Vencedores y vencidos

Alguien dijo en una ocasión;  “Nunca escribas sobre un lugar hasta que estés lejos de él”. Me pongo la tarea de hacerlo porque, si bien estoy lejos lo siento cercano por mi condición de europea. Vencedores o vencidos, ¿quién es quién? Lejos del bombardeo internacional de los medios de comunicación es hora de ser. Difícil decisión para quienes aún no están situados en el margen de todos los acontecimientos que hoy deciden el futuro de Europa. Este es un problema muy complejo y para indagarlo necesitamos una mente capaz de mirar, observar y considerar. Una mente científica que no falsee, que no coloree lo que está viendo. Una transformación en el proceso mismo de la mente. Todo conflicto en cualquier nivel de la conciencia, superficial o profundo, es un factor de deterioro. La estructura psicológica de nuestra sociedades esta  encasillada porque estamos impelidos por la ambición, adoramos el éxito y condenamos el fracaso. Esta es nuestra suerte y para eso hemos sido educados. Rebelarse dentro del molde es ser delincuente y eso es muy fácil de hacer. La verdadera rebelión está en comprender y no dejarse llevar por las innumerables influencias que están constantemente incidiendo sobre nuestra mente. La sociedad va  despertando y con ello  deshaciendo los patrones que se establecen desde arriba en beneficio de ellos mismos. Vencedores o vencidos, nadie debe calificarse así cuando  todos los miembros de una comunidad tienen el derecho a decir su futuro. Lo que no es justo es que sean siempre unos pocos los que impongan las condiciones según sus apetencias e intereses.

Vacuo

Y el libro se abrió

El cesto de las expectativas quedó vacío. Si no hay buenos ingredientes el puchero queda soso e indigerible. No se puede alardear cuando no se sabe lo qué se está buscando ni tampoco cómo hacerlo. Está un poco perdido el capitán de la nave. Se ha limitado a colocar unos timoneles nuevos, fresquitos para librocampear el temporal, pero no es suficiente. El peso no está nivelado  y dudo que pueda llegar a estarlo porque lo que realmente se necesitan son “agallas”  para hacer frente a los embates del temporal o galerna en la que está sumido ese navío que es España.

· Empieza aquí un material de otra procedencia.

//! Grammar-driven fact extraction shared by every `SyntaxProfile`-backed
//! plugin (C2). One walk of the tree produces functions, classes, and
//! intra-file call edges; only the node-kind tables in `SyntaxProfile` vary
//! per language, not this algorithm.
//!
//! Walks with an explicit stack rather than recursion, per the redesign away
//! from deep-recursion AST walking.

use tree_sitter::Node;

use crate::shared::models::{CallEdge, ClassFact, FileFacts, FunctionFact};
use crate::shared::ports::language::Language;
use crate::shared::utils::tree_sitter::{extract_node_text_owned, node_to_span};

use super::super::ports::SyntaxProfile;

fn first_matching_child<'a>(node: &Node<'a>, kinds: &[&str]) -> Option<Node<'a>> {
    for i in 0..node.child_count() {
        if let Some(child) = node.child(i) {
            if kinds.contains(&child.kind()) {
                return Some(child);
            }
        }
    }
    None
}

fn collect_matching_descendants<'a>(node: &Node<'a>, kinds: &[&str], stop_at: &[&str]) -> Vec<Node<'a>> {
    let mut result = Vec::new();
    let mut stack: Vec<Node<'a>> = Vec::new();
    for i in (0..node.child_count()).rev() {
        if let Some(child) = node.child(i) {
            stack.push(child);
        }
    }
    while let Some(current) = stack.pop() {
        if kinds.contains(&current.kind()) {
            result.push(current);
            continue;
        }
        if stop_at.contains(&current.kind()) {
            continue;
        }
        for i in (0..current.child_count()).rev() {
            if let Some(child) = current.child(i) {
                stack.push(child);
            }
        }
    }
    result
}

fn function_name(node: &Node, profile: &SyntaxProfile, source: &str) -> String {
    first_matching_child(node, profile.identifier_kinds)
        .map(|n| extract_node_text_owned(&n, source))
        .unwrap_or_else(|| "<anonymous>".to_string())
}

fn function_params(node: &Node, profile: &SyntaxProfile, source: &str) -> Vec<String> {
    let params_node = match first_matching_child(node, profile.parameter_kinds) {
        Some(n) => n,
        None => return Vec::new(),
    };
    let mut params = Vec::new();
    for i in 0..params_node.child_count() {
        let child = match params_node.child(i) {
            Some(c) if c.is_named() => c,
            _ => continue,
        };
        if profile.identifier_kinds.contains(&child.kind()) {
            params.push(extract_node_text_owned(&child, source));
        } else if let Some(id) = first_matching_child(&child, profile.identifier_kinds) {
            params.push(extract_node_text_owned(&id, source));
        }
    }
    params
}

fn is_async(node: &Node, source: &str) -> bool {
    for i in 0..node.child_count() {
        if let Some(child) = node.child(i) {
            if child.kind() != node.kind() && child.is_named() {
                break;
            }
            if !child.is_named() && extract_node_text_owned(&child, source) == "async" {
                return true;
            }
        }
    }
    false
}

fn call_callee_text(call_node: &Node, source: &str) -> Option<String> {
    call_node.child(0).map(|callee| extract_node_text_owned(&callee, source))
}

/// Walks `root` and produces the functions, classes (with their methods
/// nested inside), and intra-file call edges found in `source`.
pub fn extract_file_facts(
    root: Node,
    source: &str,
    file_path: &str,
    language: Language,
    profile: &SyntaxProfile,
) -> FileFacts {
    let content_hash = blake3::hash(source.as_bytes()).to_hex().to_string();
    let mut facts = FileFacts::empty(file_path.to_string(), content_hash, language);

    let top_level_functions = collect_matching_descendants(&root, profile.function_kinds, profile.class_kinds);
    for func_node in &top_level_functions {
        facts
            .functions
            .push(build_function_fact(func_node, profile, source, language, file_path));
    }

    let class_nodes = collect_matching_descendants(&root, profile.class_kinds, &[]);
    for class_node in &class_nodes {
        let name = first_matching_child(class_node, profile.identifier_kinds)
            .map(|n| extract_node_text_owned(&n, source))
            .unwrap_or_else(|| "<anonymous>".to_string());
        let span = node_to_span(class_node);

        let method_nodes = collect_matching_descendants(class_node, profile.function_kinds, profile.class_kinds);
        let mut class_fact = ClassFact::new(name, span.start_line, span.end_line);
        class_fact.methods = method_nodes
            .iter()
            .map(|m| build_function_fact(m, profile, source, language, file_path))
            .collect();

        facts.classes.push(class_fact);
    }

    let all_function_nodes: Vec<Node> = collect_matching_descendants(&root, profile.function_kinds, &[]);
    for func_node in &all_function_nodes {
        let caller = function_name(func_node, profile, source);
        let call_nodes = collect_matching_descendants(func_node, profile.call_kinds, profile.function_kinds);
        for call_node in call_nodes {
            if let Some(callee_text) = call_callee_text(&call_node, source) {
                let pos = call_node.start_position();
                facts.intra_calls.push(CallEdge::new(
                    Some(caller.clone()),
                    callee_text,
                    pos.row as u32 + 1,
                    pos.column as u32,
                ));
            }
        }
    }

    facts
}

fn build_function_fact(
    func_node: &Node,
    profile: &SyntaxProfile,
    source: &str,
    language: Language,
    file_path: &str,
) -> FunctionFact {
    let name = function_name(func_node, profile, source);
    let params = function_params(func_node, profile, source);
    let span = node_to_span(func_node);
    let mut fact = FunctionFact::new(name, params, span.start_line, span.end_line, language, file_path);
    if is_async(func_node, source) {
        fact = fact.with_async(true);
    }
    fact
}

El juego del gorgorito o marioneta que en estos últimos días han venido representando es un insulto más hacia la ciudadanía que un día depositó su confianza en ellos. Misterio, guiños y frases inconexas para desviar la atención fueron los  únicos  contactos en los pasillos. Las risotadas no caben en esta historia. De un asunto serio se ha pasado a un “asunto serio pero con risas” y eso desprestigia aún más su imagen Y el libro azul se volvió a cerrar entre las medias tintas que en él ya había. No nos cabe el final feliz, pero si que me atrevería a terminarlo “colorín colorado este cuento ha terminado” ya que  es así como vaticino esta aventura.